» **ABOUT THIS EXERCISE**
Please write out, exactly, every line of the listing from its first line through the one that includes "use tokio::net::TcpListener;".

» **MATERIAL PROVIDED**

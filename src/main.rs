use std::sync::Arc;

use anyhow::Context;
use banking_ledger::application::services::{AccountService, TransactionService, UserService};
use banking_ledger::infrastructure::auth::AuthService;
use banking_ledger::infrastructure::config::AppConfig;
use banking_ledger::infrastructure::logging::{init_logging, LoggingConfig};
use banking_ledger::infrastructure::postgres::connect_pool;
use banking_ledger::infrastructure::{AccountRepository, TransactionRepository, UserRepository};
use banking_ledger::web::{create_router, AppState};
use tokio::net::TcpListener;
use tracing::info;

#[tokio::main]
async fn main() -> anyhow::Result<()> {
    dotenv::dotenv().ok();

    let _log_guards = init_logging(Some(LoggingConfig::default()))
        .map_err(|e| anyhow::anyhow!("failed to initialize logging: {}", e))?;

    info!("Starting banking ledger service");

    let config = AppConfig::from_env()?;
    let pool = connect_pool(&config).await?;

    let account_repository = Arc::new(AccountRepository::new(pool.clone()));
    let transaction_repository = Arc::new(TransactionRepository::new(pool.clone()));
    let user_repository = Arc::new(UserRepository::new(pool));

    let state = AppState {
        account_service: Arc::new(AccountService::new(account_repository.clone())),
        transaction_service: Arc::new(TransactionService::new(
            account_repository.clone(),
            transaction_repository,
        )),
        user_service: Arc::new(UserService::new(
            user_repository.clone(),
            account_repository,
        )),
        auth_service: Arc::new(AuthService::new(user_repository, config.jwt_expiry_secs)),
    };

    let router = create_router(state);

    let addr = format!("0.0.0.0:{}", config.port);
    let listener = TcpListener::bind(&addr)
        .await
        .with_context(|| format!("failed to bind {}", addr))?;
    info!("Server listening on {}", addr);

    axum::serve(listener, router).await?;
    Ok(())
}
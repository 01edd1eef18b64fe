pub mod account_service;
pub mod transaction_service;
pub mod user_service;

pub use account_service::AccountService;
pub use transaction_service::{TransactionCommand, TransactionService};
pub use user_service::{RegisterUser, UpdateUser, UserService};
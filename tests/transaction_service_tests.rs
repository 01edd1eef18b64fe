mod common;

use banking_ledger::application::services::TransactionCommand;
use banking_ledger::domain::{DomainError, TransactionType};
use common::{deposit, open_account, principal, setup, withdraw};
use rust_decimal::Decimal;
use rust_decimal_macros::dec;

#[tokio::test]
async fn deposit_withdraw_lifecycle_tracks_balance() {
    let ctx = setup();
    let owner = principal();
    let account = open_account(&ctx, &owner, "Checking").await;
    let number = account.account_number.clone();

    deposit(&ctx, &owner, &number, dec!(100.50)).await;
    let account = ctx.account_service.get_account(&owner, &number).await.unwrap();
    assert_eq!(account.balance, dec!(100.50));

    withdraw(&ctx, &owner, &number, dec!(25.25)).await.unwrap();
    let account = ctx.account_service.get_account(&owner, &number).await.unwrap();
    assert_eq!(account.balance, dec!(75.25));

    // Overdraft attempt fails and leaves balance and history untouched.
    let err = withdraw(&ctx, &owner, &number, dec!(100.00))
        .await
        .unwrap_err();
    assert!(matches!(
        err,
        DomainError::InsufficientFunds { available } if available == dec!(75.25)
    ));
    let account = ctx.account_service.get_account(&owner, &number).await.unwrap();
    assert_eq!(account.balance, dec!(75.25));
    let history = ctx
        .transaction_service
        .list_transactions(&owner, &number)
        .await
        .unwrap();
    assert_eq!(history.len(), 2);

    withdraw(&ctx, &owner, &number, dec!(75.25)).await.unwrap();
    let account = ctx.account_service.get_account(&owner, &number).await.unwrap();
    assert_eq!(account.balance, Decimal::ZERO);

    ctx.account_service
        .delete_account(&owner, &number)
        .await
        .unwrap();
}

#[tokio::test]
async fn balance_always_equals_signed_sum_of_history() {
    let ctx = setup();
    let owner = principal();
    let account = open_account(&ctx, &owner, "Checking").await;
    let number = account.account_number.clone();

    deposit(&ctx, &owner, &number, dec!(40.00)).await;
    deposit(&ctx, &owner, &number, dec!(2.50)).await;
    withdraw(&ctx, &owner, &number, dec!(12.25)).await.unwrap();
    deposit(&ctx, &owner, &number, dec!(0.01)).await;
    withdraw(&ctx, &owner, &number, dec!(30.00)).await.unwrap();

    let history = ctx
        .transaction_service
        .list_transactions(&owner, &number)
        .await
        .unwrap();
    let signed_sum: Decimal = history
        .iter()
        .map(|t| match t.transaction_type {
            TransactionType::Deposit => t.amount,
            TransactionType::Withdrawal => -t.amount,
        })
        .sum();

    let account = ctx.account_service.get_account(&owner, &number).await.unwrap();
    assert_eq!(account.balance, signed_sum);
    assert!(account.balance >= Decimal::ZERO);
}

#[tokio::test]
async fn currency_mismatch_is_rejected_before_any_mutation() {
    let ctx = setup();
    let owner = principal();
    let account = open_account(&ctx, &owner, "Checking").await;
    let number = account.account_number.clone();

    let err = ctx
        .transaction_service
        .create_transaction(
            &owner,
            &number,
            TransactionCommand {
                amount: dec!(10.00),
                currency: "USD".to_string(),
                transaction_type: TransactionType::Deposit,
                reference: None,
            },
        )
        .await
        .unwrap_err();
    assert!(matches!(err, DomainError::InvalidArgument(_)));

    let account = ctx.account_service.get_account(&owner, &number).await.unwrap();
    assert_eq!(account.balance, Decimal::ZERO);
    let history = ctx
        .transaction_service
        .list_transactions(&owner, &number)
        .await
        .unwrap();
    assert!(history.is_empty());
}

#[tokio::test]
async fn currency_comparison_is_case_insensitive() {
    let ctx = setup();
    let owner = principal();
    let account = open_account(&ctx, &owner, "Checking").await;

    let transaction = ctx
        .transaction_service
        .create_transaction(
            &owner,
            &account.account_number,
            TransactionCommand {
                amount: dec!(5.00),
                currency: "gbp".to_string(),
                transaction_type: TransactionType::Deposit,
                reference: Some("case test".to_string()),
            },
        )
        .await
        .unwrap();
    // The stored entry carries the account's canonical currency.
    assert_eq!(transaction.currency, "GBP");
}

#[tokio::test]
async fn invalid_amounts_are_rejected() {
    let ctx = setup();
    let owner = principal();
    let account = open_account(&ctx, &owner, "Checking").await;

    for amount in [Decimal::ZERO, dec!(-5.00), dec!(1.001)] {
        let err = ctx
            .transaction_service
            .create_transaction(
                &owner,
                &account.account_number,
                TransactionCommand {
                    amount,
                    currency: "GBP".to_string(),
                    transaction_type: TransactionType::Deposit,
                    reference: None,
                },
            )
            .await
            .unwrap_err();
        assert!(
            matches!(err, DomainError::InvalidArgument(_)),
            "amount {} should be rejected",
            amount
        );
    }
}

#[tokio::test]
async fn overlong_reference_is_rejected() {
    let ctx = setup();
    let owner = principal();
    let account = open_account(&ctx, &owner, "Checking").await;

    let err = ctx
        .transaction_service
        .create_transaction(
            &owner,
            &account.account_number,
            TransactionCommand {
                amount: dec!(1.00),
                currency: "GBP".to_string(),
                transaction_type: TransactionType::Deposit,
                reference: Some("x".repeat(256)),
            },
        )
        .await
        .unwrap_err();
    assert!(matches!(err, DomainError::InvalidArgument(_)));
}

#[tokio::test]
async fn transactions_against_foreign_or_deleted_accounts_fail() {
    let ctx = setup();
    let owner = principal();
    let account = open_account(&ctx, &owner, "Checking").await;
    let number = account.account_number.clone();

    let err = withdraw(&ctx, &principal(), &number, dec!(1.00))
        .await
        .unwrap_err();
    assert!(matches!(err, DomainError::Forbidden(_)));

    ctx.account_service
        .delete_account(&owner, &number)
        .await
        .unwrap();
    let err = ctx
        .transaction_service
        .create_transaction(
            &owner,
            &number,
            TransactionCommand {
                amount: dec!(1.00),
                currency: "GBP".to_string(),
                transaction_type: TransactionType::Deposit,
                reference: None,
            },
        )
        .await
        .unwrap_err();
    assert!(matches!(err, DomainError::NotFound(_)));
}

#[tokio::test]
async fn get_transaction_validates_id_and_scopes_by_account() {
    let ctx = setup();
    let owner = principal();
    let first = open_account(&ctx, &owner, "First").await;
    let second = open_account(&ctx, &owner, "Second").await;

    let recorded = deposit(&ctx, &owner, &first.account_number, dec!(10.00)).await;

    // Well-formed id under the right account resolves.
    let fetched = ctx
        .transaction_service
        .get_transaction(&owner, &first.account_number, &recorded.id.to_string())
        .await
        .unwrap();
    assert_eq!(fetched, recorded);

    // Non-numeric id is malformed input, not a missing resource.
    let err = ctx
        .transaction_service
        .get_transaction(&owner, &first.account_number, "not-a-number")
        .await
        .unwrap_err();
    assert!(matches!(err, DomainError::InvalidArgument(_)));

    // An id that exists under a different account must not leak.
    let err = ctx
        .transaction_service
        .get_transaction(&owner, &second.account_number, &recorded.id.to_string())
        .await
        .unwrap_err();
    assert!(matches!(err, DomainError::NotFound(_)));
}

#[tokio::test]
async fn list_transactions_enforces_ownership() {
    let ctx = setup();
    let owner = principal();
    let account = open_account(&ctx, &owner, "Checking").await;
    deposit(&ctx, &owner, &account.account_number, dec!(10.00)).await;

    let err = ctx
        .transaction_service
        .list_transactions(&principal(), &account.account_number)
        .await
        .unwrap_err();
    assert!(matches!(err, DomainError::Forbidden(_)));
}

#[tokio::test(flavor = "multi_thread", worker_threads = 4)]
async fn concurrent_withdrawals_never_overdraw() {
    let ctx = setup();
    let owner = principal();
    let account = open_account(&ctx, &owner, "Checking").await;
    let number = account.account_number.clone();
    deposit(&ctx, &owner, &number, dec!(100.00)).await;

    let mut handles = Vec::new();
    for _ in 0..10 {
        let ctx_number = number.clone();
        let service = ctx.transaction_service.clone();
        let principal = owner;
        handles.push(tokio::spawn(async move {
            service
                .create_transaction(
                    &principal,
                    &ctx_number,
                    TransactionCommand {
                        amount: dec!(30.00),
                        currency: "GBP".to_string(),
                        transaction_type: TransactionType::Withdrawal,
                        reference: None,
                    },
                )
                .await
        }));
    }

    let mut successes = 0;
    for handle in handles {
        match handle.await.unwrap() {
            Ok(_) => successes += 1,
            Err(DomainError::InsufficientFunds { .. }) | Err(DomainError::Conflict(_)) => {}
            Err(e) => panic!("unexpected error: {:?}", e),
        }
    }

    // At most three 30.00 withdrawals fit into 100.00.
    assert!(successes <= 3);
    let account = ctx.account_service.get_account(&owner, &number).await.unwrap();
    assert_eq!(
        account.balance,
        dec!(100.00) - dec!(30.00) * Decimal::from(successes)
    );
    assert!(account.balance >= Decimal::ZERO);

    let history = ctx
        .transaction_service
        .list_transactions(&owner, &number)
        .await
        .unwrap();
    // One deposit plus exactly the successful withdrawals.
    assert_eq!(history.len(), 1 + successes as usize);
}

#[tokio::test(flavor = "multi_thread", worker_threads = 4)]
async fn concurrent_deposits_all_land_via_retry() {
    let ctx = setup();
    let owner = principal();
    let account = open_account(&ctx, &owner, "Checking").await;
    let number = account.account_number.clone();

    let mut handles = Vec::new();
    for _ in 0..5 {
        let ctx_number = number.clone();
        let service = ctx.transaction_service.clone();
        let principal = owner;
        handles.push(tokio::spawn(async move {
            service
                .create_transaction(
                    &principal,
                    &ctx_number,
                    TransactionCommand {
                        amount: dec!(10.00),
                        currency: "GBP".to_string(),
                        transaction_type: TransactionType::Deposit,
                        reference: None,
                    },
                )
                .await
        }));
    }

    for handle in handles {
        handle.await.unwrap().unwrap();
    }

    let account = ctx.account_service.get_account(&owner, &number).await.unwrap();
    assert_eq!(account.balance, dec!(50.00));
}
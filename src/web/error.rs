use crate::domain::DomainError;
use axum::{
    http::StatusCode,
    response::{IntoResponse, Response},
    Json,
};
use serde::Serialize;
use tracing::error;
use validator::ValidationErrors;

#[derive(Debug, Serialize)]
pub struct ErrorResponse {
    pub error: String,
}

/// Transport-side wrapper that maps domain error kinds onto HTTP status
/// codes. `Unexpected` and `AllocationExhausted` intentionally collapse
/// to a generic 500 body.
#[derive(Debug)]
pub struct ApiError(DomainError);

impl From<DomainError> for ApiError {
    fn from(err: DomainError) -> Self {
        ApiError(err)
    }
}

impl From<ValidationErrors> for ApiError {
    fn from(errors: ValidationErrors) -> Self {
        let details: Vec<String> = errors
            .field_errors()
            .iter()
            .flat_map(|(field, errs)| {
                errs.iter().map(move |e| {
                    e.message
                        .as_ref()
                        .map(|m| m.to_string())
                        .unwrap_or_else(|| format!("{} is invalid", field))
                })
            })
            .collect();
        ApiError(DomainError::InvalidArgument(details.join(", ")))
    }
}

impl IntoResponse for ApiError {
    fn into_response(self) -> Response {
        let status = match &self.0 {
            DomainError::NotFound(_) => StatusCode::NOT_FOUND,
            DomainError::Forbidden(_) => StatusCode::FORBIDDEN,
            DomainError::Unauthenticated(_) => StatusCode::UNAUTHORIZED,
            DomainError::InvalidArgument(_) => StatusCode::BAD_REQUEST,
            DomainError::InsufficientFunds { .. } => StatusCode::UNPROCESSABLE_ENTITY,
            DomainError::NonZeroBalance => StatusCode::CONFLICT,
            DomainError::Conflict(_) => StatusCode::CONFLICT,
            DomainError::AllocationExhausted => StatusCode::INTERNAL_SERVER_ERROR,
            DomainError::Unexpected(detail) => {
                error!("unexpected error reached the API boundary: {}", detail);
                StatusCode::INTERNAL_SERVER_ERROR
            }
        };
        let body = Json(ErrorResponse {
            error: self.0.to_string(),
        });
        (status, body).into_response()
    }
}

» **ANSWER BOX**
filename src/main.rs
use std::sync::Arc;

use anyhow::Context;
use banking_ledger::application::services::{AccountService, TransactionService, UserService};
use banking_ledger::infrastructure::auth::AuthService;
use banking_ledger::infrastructure::config::AppConfig;
use banking_ledger::infrastructure::logging::{init_logging, LoggingConfig};
use banking_ledger::infrastructure::postgres::connect_pool;
use banking_ledger::infrastructure::{AccountRepository, TransactionRepository, UserRepository};
use banking_ledger::web::{create_router, AppState};
use tokio::net::TcpListener;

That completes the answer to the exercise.